Your task is to filter the entries and copy every line containing the string "height".

(Dataset entries)

* * * * *

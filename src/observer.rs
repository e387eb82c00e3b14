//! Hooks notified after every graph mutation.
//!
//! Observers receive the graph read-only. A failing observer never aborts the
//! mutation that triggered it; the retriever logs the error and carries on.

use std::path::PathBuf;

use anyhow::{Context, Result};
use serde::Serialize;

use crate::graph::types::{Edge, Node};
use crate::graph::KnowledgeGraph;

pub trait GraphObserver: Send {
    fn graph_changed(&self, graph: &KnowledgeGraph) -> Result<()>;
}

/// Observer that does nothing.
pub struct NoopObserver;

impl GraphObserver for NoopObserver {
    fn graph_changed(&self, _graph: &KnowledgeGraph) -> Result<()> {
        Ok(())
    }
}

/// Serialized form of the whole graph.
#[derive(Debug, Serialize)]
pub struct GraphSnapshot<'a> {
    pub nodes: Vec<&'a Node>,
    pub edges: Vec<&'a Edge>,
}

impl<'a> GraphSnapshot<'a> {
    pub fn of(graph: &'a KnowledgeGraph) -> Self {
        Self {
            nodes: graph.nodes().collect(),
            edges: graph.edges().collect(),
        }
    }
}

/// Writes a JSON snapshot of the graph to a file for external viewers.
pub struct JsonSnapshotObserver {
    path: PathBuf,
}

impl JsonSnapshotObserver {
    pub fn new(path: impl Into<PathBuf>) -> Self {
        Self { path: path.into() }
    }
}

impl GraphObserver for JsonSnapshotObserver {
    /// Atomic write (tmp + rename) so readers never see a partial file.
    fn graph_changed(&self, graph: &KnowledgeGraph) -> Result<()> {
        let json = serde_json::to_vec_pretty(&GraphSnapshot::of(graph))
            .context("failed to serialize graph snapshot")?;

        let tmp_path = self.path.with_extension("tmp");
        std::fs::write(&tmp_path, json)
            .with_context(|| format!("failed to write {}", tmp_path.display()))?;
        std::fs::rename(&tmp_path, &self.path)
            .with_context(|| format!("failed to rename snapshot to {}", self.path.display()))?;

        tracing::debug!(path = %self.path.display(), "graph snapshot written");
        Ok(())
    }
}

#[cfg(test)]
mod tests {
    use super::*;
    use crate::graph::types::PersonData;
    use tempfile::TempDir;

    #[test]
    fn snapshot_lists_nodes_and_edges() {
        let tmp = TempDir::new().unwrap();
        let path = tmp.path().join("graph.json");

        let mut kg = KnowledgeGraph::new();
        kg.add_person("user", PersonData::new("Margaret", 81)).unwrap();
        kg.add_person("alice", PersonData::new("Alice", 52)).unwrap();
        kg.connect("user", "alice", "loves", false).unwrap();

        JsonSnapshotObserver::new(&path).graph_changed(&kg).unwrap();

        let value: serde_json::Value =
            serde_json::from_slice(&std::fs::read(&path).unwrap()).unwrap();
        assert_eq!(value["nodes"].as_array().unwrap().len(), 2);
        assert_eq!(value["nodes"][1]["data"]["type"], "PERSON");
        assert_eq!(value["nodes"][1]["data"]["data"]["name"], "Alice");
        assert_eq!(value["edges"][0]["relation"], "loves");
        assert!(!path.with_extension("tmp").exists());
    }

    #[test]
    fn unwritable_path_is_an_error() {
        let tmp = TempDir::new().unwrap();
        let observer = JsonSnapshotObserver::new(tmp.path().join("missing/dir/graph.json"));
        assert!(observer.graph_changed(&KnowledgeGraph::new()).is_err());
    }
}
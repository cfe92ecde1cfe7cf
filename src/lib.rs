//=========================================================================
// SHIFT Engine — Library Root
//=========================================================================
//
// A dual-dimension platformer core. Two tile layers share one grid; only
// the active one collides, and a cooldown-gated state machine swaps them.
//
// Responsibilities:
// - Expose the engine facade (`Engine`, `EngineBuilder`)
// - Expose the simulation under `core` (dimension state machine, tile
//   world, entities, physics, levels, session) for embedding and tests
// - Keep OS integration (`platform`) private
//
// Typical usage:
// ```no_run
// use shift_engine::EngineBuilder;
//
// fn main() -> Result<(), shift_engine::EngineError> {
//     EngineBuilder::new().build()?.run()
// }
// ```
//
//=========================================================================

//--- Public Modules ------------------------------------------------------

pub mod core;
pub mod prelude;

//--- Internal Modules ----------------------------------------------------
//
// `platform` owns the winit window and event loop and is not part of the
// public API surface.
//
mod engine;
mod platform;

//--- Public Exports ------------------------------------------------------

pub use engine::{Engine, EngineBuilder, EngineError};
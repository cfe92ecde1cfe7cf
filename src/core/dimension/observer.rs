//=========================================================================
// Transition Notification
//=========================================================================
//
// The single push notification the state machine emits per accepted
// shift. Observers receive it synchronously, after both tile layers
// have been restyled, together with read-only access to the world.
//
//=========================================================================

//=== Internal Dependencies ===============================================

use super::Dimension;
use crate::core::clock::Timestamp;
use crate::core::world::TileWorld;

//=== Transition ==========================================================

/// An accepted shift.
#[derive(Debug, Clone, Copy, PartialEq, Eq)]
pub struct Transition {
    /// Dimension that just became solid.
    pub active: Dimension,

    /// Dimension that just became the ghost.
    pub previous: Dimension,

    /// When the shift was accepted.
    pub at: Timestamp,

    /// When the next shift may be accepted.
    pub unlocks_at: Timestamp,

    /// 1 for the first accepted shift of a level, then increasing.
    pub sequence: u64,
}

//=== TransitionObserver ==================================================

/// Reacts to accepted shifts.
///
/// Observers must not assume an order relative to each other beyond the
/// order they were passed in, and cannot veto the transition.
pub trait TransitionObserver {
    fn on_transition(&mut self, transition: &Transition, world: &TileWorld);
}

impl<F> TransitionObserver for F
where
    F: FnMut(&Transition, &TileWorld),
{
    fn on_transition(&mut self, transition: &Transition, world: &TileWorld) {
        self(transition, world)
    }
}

* * * * *

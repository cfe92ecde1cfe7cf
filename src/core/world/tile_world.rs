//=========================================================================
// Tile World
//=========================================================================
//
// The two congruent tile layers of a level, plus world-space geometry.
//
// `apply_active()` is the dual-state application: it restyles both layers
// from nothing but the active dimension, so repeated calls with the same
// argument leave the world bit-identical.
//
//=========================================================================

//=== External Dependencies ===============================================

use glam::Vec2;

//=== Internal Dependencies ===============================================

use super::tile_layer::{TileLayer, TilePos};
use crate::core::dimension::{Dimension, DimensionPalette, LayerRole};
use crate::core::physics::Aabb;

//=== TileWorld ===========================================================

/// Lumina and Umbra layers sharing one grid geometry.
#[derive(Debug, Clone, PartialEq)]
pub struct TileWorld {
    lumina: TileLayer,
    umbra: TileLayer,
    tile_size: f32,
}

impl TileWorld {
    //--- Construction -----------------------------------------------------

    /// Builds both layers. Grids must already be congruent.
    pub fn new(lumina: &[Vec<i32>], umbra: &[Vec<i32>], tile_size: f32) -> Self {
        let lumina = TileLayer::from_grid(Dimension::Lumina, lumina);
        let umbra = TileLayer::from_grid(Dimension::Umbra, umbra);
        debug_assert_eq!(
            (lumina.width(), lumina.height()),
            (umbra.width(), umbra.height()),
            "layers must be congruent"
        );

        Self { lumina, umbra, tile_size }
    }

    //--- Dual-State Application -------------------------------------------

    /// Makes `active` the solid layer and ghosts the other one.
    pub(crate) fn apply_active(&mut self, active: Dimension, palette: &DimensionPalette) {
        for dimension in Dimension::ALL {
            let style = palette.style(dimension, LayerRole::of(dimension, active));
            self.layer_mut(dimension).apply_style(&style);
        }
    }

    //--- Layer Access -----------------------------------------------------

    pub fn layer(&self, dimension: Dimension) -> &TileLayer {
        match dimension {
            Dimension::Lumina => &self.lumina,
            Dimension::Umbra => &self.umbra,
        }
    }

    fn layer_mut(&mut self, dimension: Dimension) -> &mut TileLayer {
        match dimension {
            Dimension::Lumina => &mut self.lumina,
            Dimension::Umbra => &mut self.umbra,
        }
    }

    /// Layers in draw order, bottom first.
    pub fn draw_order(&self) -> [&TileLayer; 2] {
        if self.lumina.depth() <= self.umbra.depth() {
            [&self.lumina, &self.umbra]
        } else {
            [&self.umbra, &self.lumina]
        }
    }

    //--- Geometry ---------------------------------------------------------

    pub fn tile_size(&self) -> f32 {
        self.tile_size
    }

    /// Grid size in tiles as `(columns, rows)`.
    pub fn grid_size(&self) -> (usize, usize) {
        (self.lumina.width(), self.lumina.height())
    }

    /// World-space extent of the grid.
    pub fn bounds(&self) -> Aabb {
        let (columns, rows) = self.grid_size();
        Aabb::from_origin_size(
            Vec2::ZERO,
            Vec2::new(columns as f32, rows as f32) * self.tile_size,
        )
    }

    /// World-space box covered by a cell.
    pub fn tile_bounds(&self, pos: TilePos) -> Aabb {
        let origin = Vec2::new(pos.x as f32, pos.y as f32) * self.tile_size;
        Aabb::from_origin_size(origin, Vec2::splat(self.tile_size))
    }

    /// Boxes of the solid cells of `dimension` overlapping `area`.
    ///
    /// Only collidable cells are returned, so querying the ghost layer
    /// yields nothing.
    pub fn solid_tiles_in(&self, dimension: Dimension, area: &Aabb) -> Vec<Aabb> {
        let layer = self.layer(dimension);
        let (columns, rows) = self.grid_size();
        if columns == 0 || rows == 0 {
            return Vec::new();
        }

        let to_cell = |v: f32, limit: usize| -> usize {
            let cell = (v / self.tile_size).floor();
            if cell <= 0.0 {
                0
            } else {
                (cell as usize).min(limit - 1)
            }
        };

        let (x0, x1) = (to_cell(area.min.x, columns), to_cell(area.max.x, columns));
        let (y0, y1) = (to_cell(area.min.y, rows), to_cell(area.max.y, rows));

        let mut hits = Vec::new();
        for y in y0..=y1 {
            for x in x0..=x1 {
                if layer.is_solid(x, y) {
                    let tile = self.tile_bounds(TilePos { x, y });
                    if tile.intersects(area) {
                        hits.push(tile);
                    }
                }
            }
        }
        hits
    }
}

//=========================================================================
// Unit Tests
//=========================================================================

* * * * *

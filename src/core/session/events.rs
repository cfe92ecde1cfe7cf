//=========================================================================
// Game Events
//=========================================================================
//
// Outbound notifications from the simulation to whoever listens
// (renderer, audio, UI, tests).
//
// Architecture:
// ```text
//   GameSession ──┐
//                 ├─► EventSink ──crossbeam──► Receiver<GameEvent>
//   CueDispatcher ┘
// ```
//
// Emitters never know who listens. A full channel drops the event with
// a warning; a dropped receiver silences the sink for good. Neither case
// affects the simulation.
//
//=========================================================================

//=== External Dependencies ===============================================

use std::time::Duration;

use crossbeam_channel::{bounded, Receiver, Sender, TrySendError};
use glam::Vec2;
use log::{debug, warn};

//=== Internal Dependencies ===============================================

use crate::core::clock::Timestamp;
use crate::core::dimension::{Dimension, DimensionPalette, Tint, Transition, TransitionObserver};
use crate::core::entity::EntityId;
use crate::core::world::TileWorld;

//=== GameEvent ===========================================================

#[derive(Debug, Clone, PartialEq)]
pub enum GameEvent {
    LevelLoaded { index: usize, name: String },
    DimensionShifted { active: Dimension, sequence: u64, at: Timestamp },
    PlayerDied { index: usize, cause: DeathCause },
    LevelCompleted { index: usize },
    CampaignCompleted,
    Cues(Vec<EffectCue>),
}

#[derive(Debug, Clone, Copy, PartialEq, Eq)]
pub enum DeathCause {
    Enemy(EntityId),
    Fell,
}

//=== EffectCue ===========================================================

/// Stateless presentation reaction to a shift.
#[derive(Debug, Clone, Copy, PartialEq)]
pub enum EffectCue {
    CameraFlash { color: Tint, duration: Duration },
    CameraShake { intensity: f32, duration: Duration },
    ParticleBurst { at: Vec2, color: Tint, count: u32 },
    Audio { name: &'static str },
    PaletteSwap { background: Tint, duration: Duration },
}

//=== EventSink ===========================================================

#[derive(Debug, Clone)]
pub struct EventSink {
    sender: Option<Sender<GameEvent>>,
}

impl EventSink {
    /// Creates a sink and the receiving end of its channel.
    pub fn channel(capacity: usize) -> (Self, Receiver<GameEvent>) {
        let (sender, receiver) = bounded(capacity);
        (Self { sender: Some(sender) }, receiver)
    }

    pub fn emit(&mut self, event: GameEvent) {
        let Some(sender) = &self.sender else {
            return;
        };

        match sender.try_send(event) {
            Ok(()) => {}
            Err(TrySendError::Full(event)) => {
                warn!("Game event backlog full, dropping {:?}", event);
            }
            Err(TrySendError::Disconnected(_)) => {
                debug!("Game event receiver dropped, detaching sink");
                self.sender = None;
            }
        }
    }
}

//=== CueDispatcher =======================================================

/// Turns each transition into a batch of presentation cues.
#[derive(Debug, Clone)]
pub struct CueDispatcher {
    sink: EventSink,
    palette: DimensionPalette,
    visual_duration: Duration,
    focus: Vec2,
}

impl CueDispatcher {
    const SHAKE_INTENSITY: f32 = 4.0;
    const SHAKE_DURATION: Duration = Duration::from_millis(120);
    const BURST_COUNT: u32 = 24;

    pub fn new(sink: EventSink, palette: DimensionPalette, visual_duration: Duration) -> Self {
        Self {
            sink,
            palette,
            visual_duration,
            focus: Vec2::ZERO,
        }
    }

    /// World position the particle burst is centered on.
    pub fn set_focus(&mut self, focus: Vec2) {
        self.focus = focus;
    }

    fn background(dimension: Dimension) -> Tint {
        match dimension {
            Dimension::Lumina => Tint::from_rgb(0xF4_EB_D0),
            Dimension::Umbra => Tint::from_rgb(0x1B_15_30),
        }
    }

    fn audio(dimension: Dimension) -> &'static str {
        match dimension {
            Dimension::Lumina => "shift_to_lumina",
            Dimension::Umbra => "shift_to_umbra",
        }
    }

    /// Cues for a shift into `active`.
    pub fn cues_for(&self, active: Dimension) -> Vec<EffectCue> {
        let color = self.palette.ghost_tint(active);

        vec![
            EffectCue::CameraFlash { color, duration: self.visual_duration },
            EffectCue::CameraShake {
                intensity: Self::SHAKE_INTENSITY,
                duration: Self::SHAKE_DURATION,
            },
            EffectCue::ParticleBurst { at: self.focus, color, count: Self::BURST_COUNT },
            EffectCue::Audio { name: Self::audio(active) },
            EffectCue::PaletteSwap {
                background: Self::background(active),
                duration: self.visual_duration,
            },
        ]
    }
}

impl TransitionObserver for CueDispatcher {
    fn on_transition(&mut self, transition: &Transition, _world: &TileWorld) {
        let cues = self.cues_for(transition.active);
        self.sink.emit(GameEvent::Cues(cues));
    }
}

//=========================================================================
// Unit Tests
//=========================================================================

* * * * *

SOLUTION TO THIS PROBLEM
            (lumina.width(), lumina.height()),
            (umbra.width(), umbra.height()),
        (self.lumina.width(), self.lumina.height())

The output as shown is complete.